The objective of this study was to examine whether a decrease in neutrophil-mediated tissue injury using
Fucoidin, a nontoxic neutrophil rolling inhibitor, would improve flap survival in an
island flap model after
ischemia-reperfusion.
Myeloperoxidase activity (an indirect index of tissue neutrophil count) and
malondialdehyde (an
indicator of lipid peroxidation), the degree of neutrophil infiltration by direct counting, and macroscopic flap survival were assessed in the flap after arterial
ischemia-reperfusion. Epigastric island skin flaps were elevated in 56 rats. The first group of 21 rats was subjected to 6 hours of arterial
ischemia. The second group of 21 rats was subjected to 10 hours of arterial
ischemia, and the rest of the rats were used as nonischemic controls (
sham flaps). For inhibiting neutrophil rolling, a nontoxic
polysaccharide agent-
Fucoidin-was used.
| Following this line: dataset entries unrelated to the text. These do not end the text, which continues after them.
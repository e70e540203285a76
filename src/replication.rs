//! Replica role and cluster slot-migration flags.
//!
//! No replication stream is carried here. The role gates writes to the
//! namespace map, and the migration flags let FLUSHDB and FLUSHALL pause a
//! running slot migration.

use std::sync::Arc;
use std::sync::atomic::{AtomicBool, Ordering};
use tokio::sync::RwLock;

#[derive(Debug, Clone, PartialEq)]
pub enum ReplicationRole {
    Master,
    Replica,
}

#[derive(Debug)]
pub struct ReplicationState {
    pub role: ReplicationRole,
    pub master_replid: String,
    pub master_repl_offset: i64,
    pub master_host: Option<String>,
    pub master_port: Option<u16>,
}

impl Default for ReplicationState {
    fn default() -> Self {
        Self::new()
    }
}

impl ReplicationState {
    pub fn new() -> Self {
        ReplicationState {
            role: ReplicationRole::Master,
            master_replid: generate_replid(),
            master_repl_offset: 0,
            master_host: None,
            master_port: None,
        }
    }

    pub fn is_replica(&self) -> bool {
        self.role == ReplicationRole::Replica
    }

    /// Become a replica of `host:port`.
    pub fn set_master(&mut self, host: String, port: u16) {
        self.role = ReplicationRole::Replica;
        self.master_host = Some(host);
        self.master_port = Some(port);
    }

    /// `SLAVEOF NO ONE`: promote back to master under a fresh replication id.
    pub fn clear_master(&mut self) {
        if self.is_replica() {
            self.master_replid = generate_replid();
        }
        self.role = ReplicationRole::Master;
        self.master_host = None;
        self.master_port = None;
    }
}

/// Generate a 40-character hex replication ID.
fn generate_replid() -> String {
    use rand::Rng;
    let mut rng = rand::thread_rng();
    let bytes: [u8; 20] = rng.r#gen();
    bytes.iter().map(|b| format!("{b:02x}")).collect()
}

pub type SharedReplicationState = Arc<RwLock<ReplicationState>>;

/// Slot-migration flags consulted by FLUSHDB and FLUSHALL.
#[derive(Debug, Default)]
pub struct MigrationFlags {
    in_progress: AtomicBool,
    stop: AtomicBool,
}

impl MigrationFlags {
    pub fn new() -> Self {
        MigrationFlags::default()
    }

    pub fn is_in_progress(&self) -> bool {
        self.in_progress.load(Ordering::Acquire)
    }

    pub fn set_in_progress(&self, running: bool) {
        self.in_progress.store(running, Ordering::Release);
    }

    pub fn is_stopped(&self) -> bool {
        self.stop.load(Ordering::Acquire)
    }

    pub fn set_stop(&self, stop: bool) {
        self.stop.store(stop, Ordering::Release);
    }

    /// Ask a running migration to stop. Returns whether one was running.
    pub fn stop_if_running(&self) -> bool {
        if self.is_in_progress() {
            self.set_stop(true);
            true
        } else {
            false
        }
    }
}
use crate::config::ConfigError;
use crate::namespace::NamespaceError;
use crate::rdb::RdbError;
use crate::store::StorageError;

/// Every failure a command can surface to its session.
///
/// The `Display` form is the complete RESP error line, prefix included.
#[derive(Debug, thiserror::Error)]
pub enum NsError {
    #[error("ERR {0}")]
    Generic(String),

    #[error("WRONGTYPE Operation against a key holding the wrong kind of value")]
    WrongType,

    #[error("ERR wrong number of arguments for '{0}' command")]
    WrongArgCount(String),

    #[error("ERR value is not an integer or out of range")]
    NotInteger,

    #[error("ERR syntax error")]
    SyntaxError,

    #[error("ERR unknown command '{0}', with args beginning with: {1}")]
    UnknownCommand(String, String),

    #[error("NOAUTH Authentication required.")]
    NoAuth,

    #[error("ERR admin permission required to perform the command")]
    AdminRequired,

    #[error("ERR namespace is read-only for slave")]
    NamespaceReadOnly,

    #[error("NOPROTO unsupported protocol version")]
    NoProto,

    #[error("ERR invalid password")]
    InvalidPassword,

    #[error("ERR Client sent AUTH, but no password is set")]
    NoPasswordSet,

    #[error("ERR target key name already exists.")]
    KeyExists,

    #[error("ERR invalid cursor")]
    InvalidCursor,

    #[error("ERR only keys prefix match was supported")]
    PrefixMatchOnly,

    #[error("ERR {0}")]
    Namespace(#[from] NamespaceError),

    #[error("ERR {0}")]
    Rdb(#[from] RdbError),

    #[error("ERR {0}")]
    Storage(#[from] StorageError),

    #[error("ERR {0}")]
    Config(#[from] ConfigError),

    #[error("ERR {0}")]
    Io(#[from] std::io::Error),
}

impl From<crate::cursor::InvalidCursor> for NsError {
    fn from(_: crate::cursor::InvalidCursor) -> Self {
        NsError::InvalidCursor
    }
}

impl NsError {
    pub fn generic(msg: impl Into<String>) -> Self {
        NsError::Generic(msg.into())
    }

    pub fn to_resp_error(&self) -> String {
        self.to_string()
    }
}

pub type NsResult<T> = Result<T, NsError>;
Each ischemic group was divided further into three subgroups: Subgroup I (control rats) received saline, subgroup II received 10 mg per kilogram
Fucoidin, and subgroup III received 25 mg per kilogram
Fucoidin before reperfusion. The results were evaluated as tissue neutrophil counts, tissue
malondialdehyde content, tissue
myeloperoxidase activity, and flap survival. Neutrophil counts and tissue
myeloperoxidase activity were decreased significantly (p <0.001) in subgroup III, but lipid peroxidation by means of tissue
malondialdehyde content was not affected by
Fucoidin administration. The authors conclude that administration of
Fucoidin before reperfusion can limit tissue injury apparently by inhibiting neutrophil rolling in a dose-dependent manner.